Franklin Roosevelt, Nikaragua diktatörü Somoza için şu ifadeyi kullandığı rivayet olunur:
“O bir orospu çocuğu ama O bizim orospu çocuğumuz!”

Ehhh…
Bizim de birçok “bizim” orospu çocuğumuz var!
Şöyle…
Vurgulayarak, üstüne basa basa…
Orrrospuuu çocuğuuu!

Evet kanımızı emen…
Geleceğimizi pazarlayan, evlatların canını, malını hiçe sayan…
Söyleeeeeeeeeee…
Ümmetti Müslim’in söyle…
Rezillikten korkmayan, yüz kızarması nedir bilmeyen…
Utanmak denilen şeyi bilmeyenden…
Millet…
Bağıra bağıra kendisine HIRSIZ dediğinde…
Pismiş kelle gibi sırıtan yüzsüzden…
Ehli Müslüm olur mu?

Evet…
Yıkmalı bu Camileri yıkmalı…
Bize…
Allah’ı, kelamını, peygamberlerini, öğretilerini…
Olması gerektiği gibi öğretmeyen mekânları yıkmalı.
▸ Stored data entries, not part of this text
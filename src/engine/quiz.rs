use chrono::Utc;
use uuid::Uuid;

use crate::engine::Engine;
use crate::store::operations::quiz_sessions::{
    QuizAnswer, QuizSession, QuizType, SessionStatus,
};
use crate::store::operations::streaks::{ActivityDelta, StreakDay};
use crate::store::StoreError;
use crate::validation::{
    answers_match, validate_answer_fields, validate_time_spent_secs, validate_total_questions,
};

fn session_score(correct_answers: u32, total_questions: u32) -> f64 {
    if total_questions == 0 {
        return 0.0;
    }
    f64::from(correct_answers) / f64::from(total_questions) * 100.0
}

impl Engine {
    pub fn start_session(
        &self,
        user_id: &str,
        quiz_type: QuizType,
        total_questions: u32,
    ) -> Result<QuizSession, StoreError> {
        if let Err(msg) = validate_total_questions(total_questions) {
            return Err(StoreError::Validation(msg.to_string()));
        }

        self.store().require_user(user_id)?;

        let now = Utc::now();
        let session = QuizSession {
            id: Uuid::new_v4().to_string(),
            user_id: user_id.to_string(),
            quiz_type,
            status: SessionStatus::Created,
            total_questions,
            correct_answers: 0,
            score: 0.0,
            time_spent_secs: None,
            completed_at: None,
            created_at: now,
            updated_at: now,
        };
        self.store().create_quiz_session(&session)?;

        tracing::debug!(user_id, session_id = %session.id, ?quiz_type, "Quiz session started");
        Ok(session)
    }

    /// Record one answered question. Progress for the word is recorded here,
    /// once per answer, whether or not the session is ever finished.
    pub fn record_answer(
        &self,
        session_id: &str,
        word_id: &str,
        user_answer: &str,
        correct_answer: &str,
        answer_time_ms: u32,
    ) -> Result<QuizAnswer, StoreError> {
        let session = self.store().require_quiz_session(session_id)?;

        let lock = self.user_lock(&session.user_id);
        let _guard = lock.lock().unwrap_or_else(|poisoned| poisoned.into_inner());

        // Re-read under the lock; another request may have finished the
        // session in the meantime.
        let mut session = self.store().require_quiz_session(session_id)?;
        if session.status == SessionStatus::Completed {
            return Err(StoreError::conflict("quiz_session", session_id));
        }
        if let Err(msg) = validate_answer_fields(user_answer, correct_answer) {
            return Err(StoreError::Validation(msg.to_string()));
        }

        let user = self.store().require_user(&session.user_id)?;
        self.store().require_word(word_id)?;

        let answered = self.store().count_session_answers(session_id)?;
        if answered >= session.total_questions {
            return Err(StoreError::Validation(format!(
                "session already has all {} answers",
                session.total_questions
            )));
        }

        let now = Utc::now();
        let is_correct = answers_match(user_answer, correct_answer);

        let previous = self.store().get_progress(&session.user_id, word_id)?;
        let outcome =
            self.plan_attempt(&user, word_id, previous.as_ref(), is_correct, now);

        session.status = SessionStatus::Answering;
        if is_correct {
            session.correct_answers += 1;
        }
        session.score = session_score(session.correct_answers, session.total_questions);
        session.updated_at = now;

        let answer = QuizAnswer {
            id: Uuid::new_v4().to_string(),
            session_id: session_id.to_string(),
            word_id: word_id.to_string(),
            user_answer: user_answer.to_string(),
            correct_answer: correct_answer.to_string(),
            is_correct,
            answer_time_ms,
            created_at: now,
        };

        self.store().append_answer_with_progress(
            &answer,
            answered,
            &session,
            &outcome.record,
            outcome.updated_user.as_ref(),
        )?;

        if outcome.updated_user.is_some() {
            self.store().merge_streak_day(
                &session.user_id,
                now.date_naive(),
                ActivityDelta {
                    words_learned: 1,
                    ..ActivityDelta::default()
                },
            )?;
            self.recompute_streaks_inner(&session.user_id)?;
        }

        Ok(answer)
    }

    /// Finalize a session. The answers were each recorded through
    /// `record_answer`, so finishing only closes the session and refreshes
    /// the user's quiz aggregates. No progress replay (the original
    /// double-application is deliberately not reproduced).
    pub fn finish_session(
        &self,
        session_id: &str,
        time_spent_secs: u32,
    ) -> Result<QuizSession, StoreError> {
        let session = self.store().require_quiz_session(session_id)?;

        let lock = self.user_lock(&session.user_id);
        let _guard = lock.lock().unwrap_or_else(|poisoned| poisoned.into_inner());

        let mut session = self.store().require_quiz_session(session_id)?;
        if session.status == SessionStatus::Completed {
            return Err(StoreError::conflict("quiz_session", session_id));
        }
        if let Err(msg) = validate_time_spent_secs(time_spent_secs) {
            return Err(StoreError::Validation(msg.to_string()));
        }

        let now = Utc::now();
        session.status = SessionStatus::Completed;
        session.completed_at = Some(now);
        session.time_spent_secs = Some(time_spent_secs);
        session.updated_at = now;

        // Quiz aggregates are a materialized view over completed sessions:
        // recomputed from the rows, not incremented blindly.
        let mut scores: Vec<f64> = self
            .store()
            .list_user_sessions(&session.user_id)?
            .into_iter()
            .filter(|s| s.status == SessionStatus::Completed && s.id != session.id)
            .map(|s| s.score)
            .collect();
        scores.push(session.score);

        let mut user = self.store().require_user(&session.user_id)?;
        user.total_quizzes_taken = scores.len() as u64;
        user.average_quiz_score = scores.iter().sum::<f64>() / scores.len() as f64;
        user.updated_at = now;

        // The merge is read-modify-write, but the user lock already orders
        // it against other writers; the transaction below makes session,
        // counters and streak row land together.
        let today = now.date_naive();
        let mut streak_day = self
            .store()
            .get_streak_day(&session.user_id, today)?
            .unwrap_or_else(|| StreakDay::empty(&session.user_id, today));
        streak_day.apply(ActivityDelta {
            quizzes_taken: 1,
            time_spent_minutes: (f64::from(time_spent_secs) / 60.0).round() as u32,
            ..ActivityDelta::default()
        });

        self.store()
            .finish_session_writes(&session, &user, &streak_day)?;
        self.recompute_streaks_inner(&session.user_id)?;

        tracing::info!(
            session_id,
            user_id = %session.user_id,
            score = session.score,
            "Quiz session completed"
        );
        Ok(session)
    }

    pub fn session_answers(&self, session_id: &str) -> Result<Vec<QuizAnswer>, StoreError> {
        self.store().require_quiz_session(session_id)?;
        self.store().list_session_answers(session_id)
    }

    /// Completed sessions, most recent first.
    pub fn recent_sessions(
        &self,
        user_id: &str,
        limit: usize,
    ) -> Result<Vec<QuizSession>, StoreError> {
        self.store().require_user(user_id)?;
        let mut sessions: Vec<QuizSession> = self
            .store()
            .list_user_sessions(user_id)?
            .into_iter()
            .filter(|s| s.status == SessionStatus::Completed)
            .collect();
        sessions.sort_by(|a, b| b.completed_at.cmp(&a.completed_at));
        sessions.truncate(limit);
        Ok(sessions)
    }
}
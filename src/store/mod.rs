pub mod keys;
pub mod operations;
pub mod trees;

use serde::de::DeserializeOwned;
use serde::Serialize;
use sled::Db;
use thiserror::Error;

#[derive(Debug)]
pub struct Store {
    db: Db,
    pub users: sled::Tree,
    pub words: sled::Tree,
    pub word_progress: sled::Tree,
    pub progress_due_index: sled::Tree,
    pub quiz_sessions: sled::Tree,
    pub quiz_answers: sled::Tree,
    pub learning_streaks: sled::Tree,
}

#[derive(Debug, Error)]
pub enum StoreError {
    #[error("sled error: {0}")]
    Sled(#[from] sled::Error),
    #[error("serialization error: {0}")]
    Serialization(#[from] serde_json::Error),
    #[error("not found: entity={entity}, key={key}")]
    NotFound { entity: String, key: String },
    #[error("conflict: entity={entity}, key={key}")]
    Conflict { entity: String, key: String },
    #[error("validation error: {0}")]
    Validation(String),
}

impl StoreError {
    pub fn not_found(entity: &str, key: &str) -> Self {
        Self::NotFound {
            entity: entity.to_string(),
            key: key.to_string(),
        }
    }

    pub fn conflict(entity: &str, key: &str) -> Self {
        Self::Conflict {
            entity: entity.to_string(),
            key: key.to_string(),
        }
    }

    /// Transient store failures are safe to retry; NotFound/Validation/
    /// Conflict describe the request itself and are not.
    pub fn is_retryable(&self) -> bool {
        matches!(self, Self::Sled(_))
    }
}

impl Store {
    pub fn open(sled_path: &str) -> Result<Self, StoreError> {
        let db = sled::open(sled_path)?;
        let users = db.open_tree(trees::USERS)?;
        let words = db.open_tree(trees::WORDS)?;
        let word_progress = db.open_tree(trees::WORD_PROGRESS)?;
        let progress_due_index = db.open_tree(trees::PROGRESS_DUE_INDEX)?;
        let quiz_sessions = db.open_tree(trees::QUIZ_SESSIONS)?;
        let quiz_answers = db.open_tree(trees::QUIZ_ANSWERS)?;
        let learning_streaks = db.open_tree(trees::LEARNING_STREAKS)?;

        Ok(Self {
            db,
            users,
            words,
            word_progress,
            progress_due_index,
            quiz_sessions,
            quiz_answers,
            learning_streaks,
        })
    }

    pub fn flush(&self) -> Result<(), StoreError> {
        self.db.flush()?;
        Ok(())
    }

    pub fn raw_db(&self) -> &Db {
        &self.db
    }

    pub(crate) fn serialize<T: Serialize>(value: &T) -> Result<Vec<u8>, StoreError> {
        Ok(serde_json::to_vec(value)?)
    }

    pub(crate) fn deserialize<T: DeserializeOwned>(bytes: &[u8]) -> Result<T, StoreError> {
        Ok(serde_json::from_slice(bytes)?)
    }
}
use chrono::NaiveDate;
use serde::{Deserialize, Serialize};

use crate::store::keys;
use crate::store::{Store, StoreError};

/// One calendar day of learning activity for a user. Rows accumulate:
/// repeated activity on the same day merges additively into the existing
/// row, never overwrites it.
#[derive(Debug, Clone, Serialize, Deserialize)]
#[serde(rename_all = "camelCase")]
pub struct StreakDay {
    pub user_id: String,
    pub date: NaiveDate,
    pub words_learned: u32,
    pub quizzes_taken: u32,
    pub time_spent_minutes: u32,
    pub is_active: bool,
}

#[derive(Debug, Clone, Copy, Default)]
pub struct ActivityDelta {
    pub words_learned: u32,
    pub quizzes_taken: u32,
    pub time_spent_minutes: u32,
}

impl StreakDay {
    pub fn empty(user_id: &str, date: NaiveDate) -> Self {
        Self {
            user_id: user_id.to_string(),
            date,
            words_learned: 0,
            quizzes_taken: 0,
            time_spent_minutes: 0,
            is_active: true,
        }
    }

    pub fn apply(&mut self, delta: ActivityDelta) {
        self.words_learned = self.words_learned.saturating_add(delta.words_learned);
        self.quizzes_taken = self.quizzes_taken.saturating_add(delta.quizzes_taken);
        self.time_spent_minutes = self
            .time_spent_minutes
            .saturating_add(delta.time_spent_minutes);
        self.is_active = true;
    }
}

impl Store {
    /// Additive upsert. The read-merge-write runs inside a sled transaction
    /// so two same-day activities cannot drop each other's deltas.
    pub fn merge_streak_day(
        &self,
        user_id: &str,
        date: NaiveDate,
        delta: ActivityDelta,
    ) -> Result<StreakDay, StoreError> {
        let key = keys::streak_key(user_id, date)?;

        self.learning_streaks
            .transaction(|tx| {
                let mut day = match tx.get(key.as_bytes())? {
                    Some(raw) => serde_json::from_slice::<StreakDay>(&raw).map_err(|error| {
                        sled::transaction::ConflictableTransactionError::Abort(
                            StoreError::Serialization(error),
                        )
                    })?,
                    None => StreakDay::empty(user_id, date),
                };

                day.apply(delta);

                let bytes = serde_json::to_vec(&day).map_err(|error| {
                    sled::transaction::ConflictableTransactionError::Abort(
                        StoreError::Serialization(error),
                    )
                })?;
                tx.insert(key.as_bytes(), bytes)?;
                Ok(day)
            })
            .map_err(
                |error: sled::transaction::TransactionError<StoreError>| match error {
                    sled::transaction::TransactionError::Abort(store_error) => store_error,
                    sled::transaction::TransactionError::Storage(storage_error) => {
                        StoreError::Sled(storage_error)
                    }
                },
            )
    }

    pub fn get_streak_day(
        &self,
        user_id: &str,
        date: NaiveDate,
    ) -> Result<Option<StreakDay>, StoreError> {
        let key = keys::streak_key(user_id, date)?;
        match self.learning_streaks.get(key.as_bytes())? {
            Some(raw) => Ok(Some(Self::deserialize(&raw)?)),
            None => Ok(None),
        }
    }

    /// All active streak rows for a user, ascending by date (the key embeds
    /// the ISO date, so the prefix scan is already ordered).
    pub fn list_active_streak_days(&self, user_id: &str) -> Result<Vec<StreakDay>, StoreError> {
        let prefix = keys::streak_prefix(user_id)?;
        let mut days = Vec::new();
        for item in self.learning_streaks.scan_prefix(prefix.as_bytes()) {
            let (_, v) = item?;
            let day: StreakDay = Self::deserialize(&v)?;
            if day.is_active {
                days.push(day);
            }
        }
        Ok(days)
    }

    pub fn streak_days_since(
        &self,
        user_id: &str,
        from: NaiveDate,
    ) -> Result<Vec<StreakDay>, StoreError> {
        let start = keys::streak_key(user_id, from)?;
        let prefix = keys::streak_prefix(user_id)?;
        let mut days = Vec::new();
        for item in self.learning_streaks.range(start.as_bytes()..) {
            let (k, v) = item?;
            if !k.starts_with(prefix.as_bytes()) {
                break;
            }
            days.push(Self::deserialize::<StreakDay>(&v)?);
        }
        Ok(days)
    }

    pub fn delete_user_streaks(&self, user_id: &str) -> Result<u64, StoreError> {
        let prefix = keys::streak_prefix(user_id)?;
        let mut keys_to_remove: Vec<Vec<u8>> = Vec::new();
        for item in self.learning_streaks.scan_prefix(prefix.as_bytes()) {
            let (k, _) = item?;
            keys_to_remove.push(k.to_vec());
        }
        for k in &keys_to_remove {
            self.learning_streaks.remove(k.as_slice())?;
        }
        Ok(keys_to_remove.len() as u64)
    }
}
Benim Allah’ım, benim Tanrım…
Şefkatli…
Yarattığı kula sevgi dolu, koyduğu, Onun koyduğu kurallara uymalı…
O…
Her yerde, ihtiyaç duymam Ona seslenmek için bir mekân…
Evim, dört duvarım, yarattığı tabiatta onu görür, ondan dilerim rahmet…
Ona dökerim içimi, ondan isterim destek…
Benim Allah’ım…
Hoşgörülü, anlayışlı, af edici…
O…
Bilmez mi benim başı açık karımın, kızımın içini…
Ahlakını, bana sadakatini, kendisine karşı samimi ve içten gelen imanı?
Bilmez mi?

Yok arkadaş yok…
Ben pezevenge, pezevenk, orospu çocuğuna, orospu çocuğu…
Kediye, kedi, hırsıza hırsız derim…
Demeye devam edeceğim.

Bu herif…
Bu kendini bilmez serseri ve zibidi…
Zihniyeti…
Devlet mi yönetiyor?

Yoksaaa…
İş adamı mı?
Hangi ahlak?
Hangi terbiye, görgü, hangi…
Vicdan…
Müsaade eder devlet yönettiği veya devlet adına, millet adına…
Karar merciinde otururken…
Şahsi işi, iş peşinde, para peşinde koşturmayı?
Takipçiliği???

Hep tahmindi…
Milyarlar…
AMA…
Almanlar açıkladı, Alman devleti…
Erdoğan ve kabilesi…
120 milyon Euro sahibi!

Ya hesap ve kitabını bile yaptım, arşivlerim meydanda…
Aldığı maaş ile IMKANSIZ…
Böyle bir servet, imkânsız!

Bu…
Bilinen, ya bilinmeyenler?

Günlerdir yayınlayacağım, kısmet bugüneymiş…
Uğur Dündar Beyin yazısı…
Sayın Dündar, duayen bir gazeteci…
Bir “kurum”, nerdeyse kuruluş diyeceğim geliyor…
Böyle bir insan…
Böylesine ciddi bir gazeteci, elinde belge olmasa böyle şeyleri yazar mı?
Hırsız…
Sadece şahsen hırsızlık yapan değildir, HIRSIZ, hırsızlığa teşvik eden…
Hırsızlığa göz yumandır aynı zamanda…
Müslüman ise…
Bile bile böyle bir hırsızlık karşısında ki TEKRAR…
Bunlar “bilinen” ya bilmediklerimiz?
O şerefli makamları >>> işgal <<< etmez! Not: Uğur Beyin yazısını ayriyeten yayınlayacağım, bir üste olan olacak. Çok uzun oldu.